「政冷」・「経熱」と日中経済をみる目

|中国

「政冷経熱」という言葉が、昨今の日中関係を表す表現として、新聞報道などでよく見かける。政治的には冷え切っているが、経済的には熱い関係にあるという意味であるが、最近の中国側の報道では、「政冷経涼」という表現も使われ、「政冷」の経済への影響に警鐘を鳴らしている。

2004年の日中貿易額をみると、中国側の統計では前年比25.7%増の1,679億ドル、日本側の統計(日本の円ベースである財務省統計を日本貿易振興機構(ジェトロ)がドル建て換算)でも前年比26.9%増の1,680億ドルに達し、過去最高の金額になった。また、中国商務部の統計によると、日本企業による対中直接投資額は、実行ベースで前年比7.9%増の54.5億ドルに達している。こうした数字のみをみると、大変な勢いで日中間の経済関係は発展、拡大しているように思える。事実、2004年は、日本にとって、香港を含めると中国は米国を抜いて最大の貿易パートナーとなり、2005年は中国単独で日本の最大の貿易相手国になると予測されている。

ところが、中国にとってこれまで最大の貿易相手国であった日本は、EU、米国に抜かれ第3位となり、EUや米国との貿易額の伸びは、日中貿易額を遥かに上回る大幅な伸びをみせた。つまり、経済的には日本にとって中国の存在感が高まる一方で、中国にとって日本の存在感は逆に低くなったという状況を表している。中国の2004年の貿易総額は、中国商務部の発表した速報値では、前年比35.7%増の1兆1,547億ドルに達し、日本を抜いて、米国、ドイツに次いで世界第3位になった。「世界の工場」として成長した中国が、家電製品などの製品輸出を増やしたことに加え、国際的な原材料の高騰によって輸入額が増加したことが、貿易総額の大幅な伸びにつながった理由である。これまで、経済大国として国際的に高い地位を築いてきた日本にとって、こうした事実は衝撃であったといえよう。

対中投資についても貿易と同じことがいえる。2004年の外国企業による実行ベースで対中投資額は、前年比13.3%増の606億ドルに達し、国別では香港・マカオが同7.9%増の195億ドルとトップで、次いで英領バージン諸島が同16.5%増の67億ドル、第3位は韓国で同39.2%増の62億ドルであった。昨年3位であった日本は韓国に抜かれ4位に転落している。圧倒的シェアを占める香港・マカオは別として、他の国の伸び率が日本のそれを大きく上回っているのが実状である。

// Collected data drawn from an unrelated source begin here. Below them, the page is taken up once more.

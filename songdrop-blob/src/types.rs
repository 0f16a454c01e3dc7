use bytes::Bytes;
use serde::{Deserialize, Serialize};
use std::fmt;
use std::str::FromStr;

use crate::BlobError;

/// Logical partition of the blob store
#[derive(Debug, Clone, Copy, PartialEq, Eq, Hash, PartialOrd, Ord, Serialize, Deserialize)]
#[serde(rename_all = "lowercase")]
pub enum Namespace {
    Audio,
    Image,
}

impl Namespace {
    pub const ALL: [Namespace; 2] = [Namespace::Audio, Namespace::Image];

    pub fn as_str(&self) -> &'static str {
        match self {
            Namespace::Audio => "audio",
            Namespace::Image => "image",
        }
    }
}

impl fmt::Display for Namespace {
    fn fmt(&self, f: &mut fmt::Formatter<'_>) -> fmt::Result {
        f.write_str(self.as_str())
    }
}

impl FromStr for Namespace {
    type Err = BlobError;

    fn from_str(s: &str) -> Result<Self, Self::Err> {
        match s {
            "audio" => Ok(Namespace::Audio),
            "image" => Ok(Namespace::Image),
            other => Err(BlobError::invalid(format!("Unknown namespace: {}", other))),
        }
    }
}

/// Store-assigned location of an uploaded blob
#[derive(Debug, Clone, PartialEq, Eq, Hash, Serialize, Deserialize)]
pub struct BlobPath(pub String);

impl BlobPath {
    pub fn new<S: Into<String>>(path: S) -> Self {
        Self(path.into())
    }

    pub fn as_str(&self) -> &str {
        &self.0
    }

    pub fn is_empty(&self) -> bool {
        self.0.is_empty()
    }
}

impl fmt::Display for BlobPath {
    fn fmt(&self, f: &mut fmt::Formatter<'_>) -> fmt::Result {
        write!(f, "{}", self.0)
    }
}

/// Binary content plus its declared MIME type
#[derive(Debug, Clone, PartialEq, Eq)]
pub struct BlobPayload {
    pub bytes: Bytes,
    pub content_type: String,
}

impl BlobPayload {
    pub fn new<B: Into<Bytes>, S: Into<String>>(bytes: B, content_type: S) -> Self {
        Self {
            bytes: bytes.into(),
            content_type: content_type.into(),
        }
    }

    pub fn size_bytes(&self) -> u64 {
        self.bytes.len() as u64
    }

    pub fn is_empty(&self) -> bool {
        self.bytes.is_empty()
    }

    /// MIME type lowercased with any `; param=..` suffix dropped
    pub fn essence(&self) -> String {
        self.content_type
            .split(';')
            .next()
            .unwrap_or_default()
            .trim()
            .to_ascii_lowercase()
    }
}

/// Result of a successful blob upload.
///
/// Lives only for the duration of one submission: it is either embedded in a
/// metadata record or handed to compensation for deletion.
#[derive(Debug, Clone, PartialEq, Eq, Serialize, Deserialize)]
pub struct BlobRef {
    pub namespace: Namespace,
    pub key: String,
    pub path: BlobPath,
    pub size_bytes: u64,
}

impl BlobRef {
    pub fn new(namespace: Namespace, key: String, path: BlobPath, size_bytes: u64) -> Self {
        Self {
            namespace,
            key,
            path,
            size_bytes,
        }
    }
}
use bytes::Bytes;
use std::collections::HashSet;

use songdrop_blob::prelude::*;

/// M1. Suffixed Keys Never Collide Under Concurrent Uploads
#[tokio::test(flavor = "multi_thread", worker_threads = 4)]
async fn test_concurrent_uploads_with_same_title_all_land() {
    let store = MemoryBlobStore::new();
    let keys = DefaultKeyStrategy;

    let handles: Vec<_> = (0..64)
        .map(|_| {
            let store = store.clone();
            let key = keys.object_key(Namespace::Audio, "Same Title", &keys.unique_suffix());
            tokio::spawn(async move {
                store
                    .upload(Namespace::Audio, &key, Bytes::from_static(b"ID3"), "audio/mpeg")
                    .await
            })
        })
        .collect();

    let mut paths = HashSet::new();
    for handle in handles {
        paths.insert(handle.await.unwrap().unwrap());
    }

    assert_eq!(paths.len(), 64);
    assert_eq!(store.len(), 64);
}

/// M2. Racing Writers On One Key: Exactly One Wins
#[tokio::test(flavor = "multi_thread", worker_threads = 4)]
async fn test_racing_writers_on_one_key() {
    let store = MemoryBlobStore::new();

    let handles: Vec<_> = (0..16u8)
        .map(|i| {
            let store = store.clone();
            tokio::spawn(async move {
                store
                    .upload(Namespace::Image, "image-cover-fixed", Bytes::from(vec![i]), "image/png")
                    .await
            })
        })
        .collect();

    let mut won = 0;
    for handle in handles {
        match handle.await.unwrap() {
            Ok(_) => won += 1,
            Err(err) => assert!(matches!(err, BlobError::Conflict { .. })),
        }
    }

    assert_eq!(won, 1);
    assert_eq!(store.len(), 1);
}
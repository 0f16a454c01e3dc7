use std::path::Path;
use std::sync::Arc;

use anyhow::{bail, Context, Result};
use songdrop_blob::{BlobPayload, BlobStore, MemoryBlobStore, S3CompatibleStore};
use songdrop_upload::telemetry::init_tracing;
use songdrop_upload::{
    MemoryMetadataStore, OwnerId, UploadConfig, UploadOrchestrator, UploadRequest,
    DEFAULT_ENV_PREFIX,
};

fn content_type_for(path: &Path) -> &'static str {
    let ext = path
        .extension()
        .and_then(|e| e.to_str())
        .map(str::to_ascii_lowercase)
        .unwrap_or_default();

    match ext.as_str() {
        "mp3" => "audio/mpeg",
        "wav" => "audio/wav",
        "flac" => "audio/flac",
        "ogg" => "audio/ogg",
        "aac" => "audio/aac",
        "m4a" => "audio/mp4",
        "jpg" | "jpeg" => "image/jpeg",
        "png" => "image/png",
        "webp" => "image/webp",
        "gif" => "image/gif",
        _ => "application/octet-stream",
    }
}

async fn read_payload(path: &str) -> Result<BlobPayload> {
    let path = Path::new(path);
    let bytes = tokio::fs::read(path)
        .await
        .with_context(|| format!("reading {}", path.display()))?;
    Ok(BlobPayload::new(bytes, content_type_for(path)))
}

#[tokio::main]
async fn main() -> Result<()> {
    let config = UploadConfig::from_env(DEFAULT_ENV_PREFIX);
    init_tracing(config.log_format());

    let args: Vec<String> = std::env::args().skip(1).collect();
    let [title, author, audio, image] = args.as_slice() else {
        bail!("usage: local-upload <title> <author> <audio-file> <image-file>");
    };

    let blobs: Arc<dyn BlobStore> = if std::env::var("SONGDROP_S3_ENDPOINT_URL").is_ok() {
        Arc::new(S3CompatibleStore::from_env(config.blob_config()).await?)
    } else {
        tracing::info!("SONGDROP_S3_ENDPOINT_URL not set, using in-memory blob store");
        Arc::new(MemoryBlobStore::with_config(config.blob_config()))
    };

    let orchestrator = UploadOrchestrator::from_shared(blobs, Arc::new(MemoryMetadataStore::new()))
        .with_validator(config.validator());

    // stands in for the session layer
    let mut request = UploadRequest::builder()
        .title(title.as_str())
        .author(author.as_str())
        .audio(read_payload(audio).await?)
        .image(read_payload(image).await?);
    if let Ok(owner) = std::env::var("SONGDROP_OWNER") {
        request = request.owner(OwnerId::new(owner));
    }

    let outcome = orchestrator.submit(request.build()).await;
    println!("{}", serde_json::to_string_pretty(&outcome.to_json())?);

    if let Some(record) = outcome.record() {
        for entry in orchestrator.library().list(&record.owner).await? {
            println!(
                "{} by {} -> {}",
                entry.record.title,
                entry.record.author,
                entry.cover_url.as_deref().unwrap_or("(no cover)")
            );
        }
    }

    if !outcome.is_success() {
        std::process::exit(1);
    }
    Ok(())
}
//! Cluster Support Bot IPC
//!
//! Event bus between the chat adapter and the command core

use serde::{Deserialize, Serialize};
use std::sync::atomic::{AtomicU64, Ordering};
use std::time::{SystemTime, UNIX_EPOCH};
use tokio::sync::broadcast;

static NEXT_TRACE_COUNTER: AtomicU64 = AtomicU64::new(1);

fn now_unix_secs() -> u64 {
    SystemTime::now()
        .duration_since(UNIX_EPOCH)
        .map(|d| d.as_secs())
        .unwrap_or(0)
}

fn generate_trace_id() -> String {
    let ts = now_unix_secs();
    let n = NEXT_TRACE_COUNTER.fetch_add(1, Ordering::Relaxed);
    format!("trace-{}-{}", ts, n)
}

fn default_schema_version() -> u16 {
    1
}

fn default_trace_id() -> String {
    generate_trace_id()
}

fn default_event_id() -> String {
    uuid::Uuid::new_v4().to_string()
}

/// One chat message as delivered by the transport.
#[derive(Debug, Clone, Serialize, Deserialize)]
pub struct InboundEvent {
    #[serde(default = "default_schema_version")]
    pub schema_version: u16,
    #[serde(default = "default_trace_id")]
    pub trace_id: String,
    #[serde(default = "default_event_id")]
    pub id: String,
    pub channel: String,
    /// Slack message timestamp, e.g. `1712345678.123456`.
    pub ts: String,
    #[serde(default)]
    pub thread_ts: Option<String>,
    #[serde(default)]
    pub text: String,
    #[serde(default)]
    pub subtype: Option<String>,
    #[serde(default)]
    pub raw: serde_json::Value,
}

impl InboundEvent {
    pub fn new(channel: &str, ts: &str, text: &str) -> Self {
        Self {
            schema_version: default_schema_version(),
            trace_id: generate_trace_id(),
            id: default_event_id(),
            channel: channel.to_string(),
            ts: ts.to_string(),
            thread_ts: None,
            text: text.to_string(),
            subtype: None,
            raw: serde_json::Value::Null,
        }
    }

    pub fn with_thread_ts(mut self, thread_ts: &str) -> Self {
        self.thread_ts = Some(thread_ts.to_string());
        self
    }

    pub fn with_subtype(mut self, subtype: &str) -> Self {
        self.subtype = Some(subtype.to_string());
        self
    }

    pub fn with_raw(mut self, raw: serde_json::Value) -> Self {
        self.raw = raw;
        self
    }

    /// Sub-second timestamp in seconds; an unparsable `ts` reads as zero.
    pub fn timestamp(&self) -> f64 {
        self.ts.trim().parse::<f64>().unwrap_or(0.0)
    }

    /// Thread the reply belongs in: the parent thread, or the message itself.
    pub fn reply_thread(&self) -> &str {
        self.thread_ts
            .as_deref()
            .filter(|value| !value.is_empty())
            .unwrap_or(&self.ts)
    }

    /// Messages carrying any subtype (edits, joins, bot posts...) are not user messages.
    pub fn is_plain_message(&self) -> bool {
        self.subtype.is_none()
    }

    pub fn to_json(&self) -> anyhow::Result<String> {
        Ok(serde_json::to_string(self)?)
    }

    pub fn from_json(json: &str) -> anyhow::Result<Self> {
        Ok(serde_json::from_str(json)?)
    }
}

#[derive(Debug, Clone, PartialEq, Eq, Serialize, Deserialize)]
#[serde(tag = "type", content = "value", rename_all = "snake_case")]
pub enum ReplyContent {
    Text(String),
    /// Ordered plain-text sections, one block each.
    Blocks(Vec<String>),
}

impl ReplyContent {
    /// Flattened text, used as the notification fallback for block posts.
    pub fn plain_text(&self) -> String {
        match self {
            Self::Text(text) => text.clone(),
            Self::Blocks(blocks) => blocks.join("\n"),
        }
    }
}

#[derive(Debug, Clone)]
pub struct OutboundMessage {
    pub trace_id: String,
    pub channel: String,
    pub thread_ts: String,
    pub content: ReplyContent,
}

impl OutboundMessage {
    pub fn reply_to(event: &InboundEvent, content: ReplyContent) -> Self {
        Self {
            trace_id: event.trace_id.clone(),
            channel: event.channel.clone(),
            thread_ts: event.reply_thread().to_string(),
            content,
        }
    }
}

pub const EVENT_BUS_CAPACITY: usize = 256;
pub const OUTBOUND_CAPACITY: usize = 256;

#[derive(Clone)]
pub struct EventBus {
    inbound: broadcast::Sender<InboundEvent>,
    outbound: broadcast::Sender<OutboundMessage>,
}

impl EventBus {
    pub fn new() -> Self {
        let (inbound_tx, _) = broadcast::channel(EVENT_BUS_CAPACITY);
        let (outbound_tx, _) = broadcast::channel(OUTBOUND_CAPACITY);

        Self {
            inbound: inbound_tx,
            outbound: outbound_tx,
        }
    }

    pub fn subscribe(&self) -> broadcast::Receiver<InboundEvent> {
        self.inbound.subscribe()
    }

    pub fn publish(&self, event: InboundEvent) -> anyhow::Result<()> {
        self.inbound.send(event)?;
        Ok(())
    }

    pub fn outbound_sender(&self) -> broadcast::Sender<OutboundMessage> {
        self.outbound.clone()
    }

    pub fn outbound_subscribe(&self) -> broadcast::Receiver<OutboundMessage> {
        self.outbound.subscribe()
    }
}

impl Default for EventBus {
    fn default() -> Self {
        Self::new()
    }
}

中国の目覚しい経済発展と経済的な国際的地位向上のペースに、日本がいまひとつついていけない裏には、やはり「政冷」の影響があると思わざるを得ない。前述の客観的データは現実として直視すべきであるが、中国側の主張に対しては、真剣に受けとめる姿勢を示すことは重要であるものの、彼らの言い分をそのまま鵜呑みにすべきではないし、また、中国側の考え方を無視して、日本側の主張を一方的に繰り返すことも愚かなことである。そこに、日本としてしっかりした基本的立場を固めておくことの重要性が認識されるところである。そうすることで自国に軸足をおいたバランスの取れた判断ができるようになる。

中国では、民営企業の台頭など、経済構造が社会主義計画経済から市場経済へと大きく転換しつつあり、日中間の民間ベースでの経済交流は益々活発化している。時代の流れをみれば、「政治」は政治、「経済」は経済と割り切れるような時代になったのかと錯覚するのも自然なような気がするが、それでも「中国」は中国であることに変わりない。「政冷経熱」などと、「政」と「経」があたかも全く別物であるような目で日中経済をみると、大きな問題を見落とすことにもなりかねない。「政冷経熱」は、あくまでも一時的な現象を示しているにすぎない。常に「変わる中国」、「変わらない中国」をしっかりと見極め、大局的な観点から全体を把握しつつ、日中経済という個別の問題に焦点をあてることで、これまで見えていなかった部分、見落としていたところなどが明らかになってくるのではないだろうか。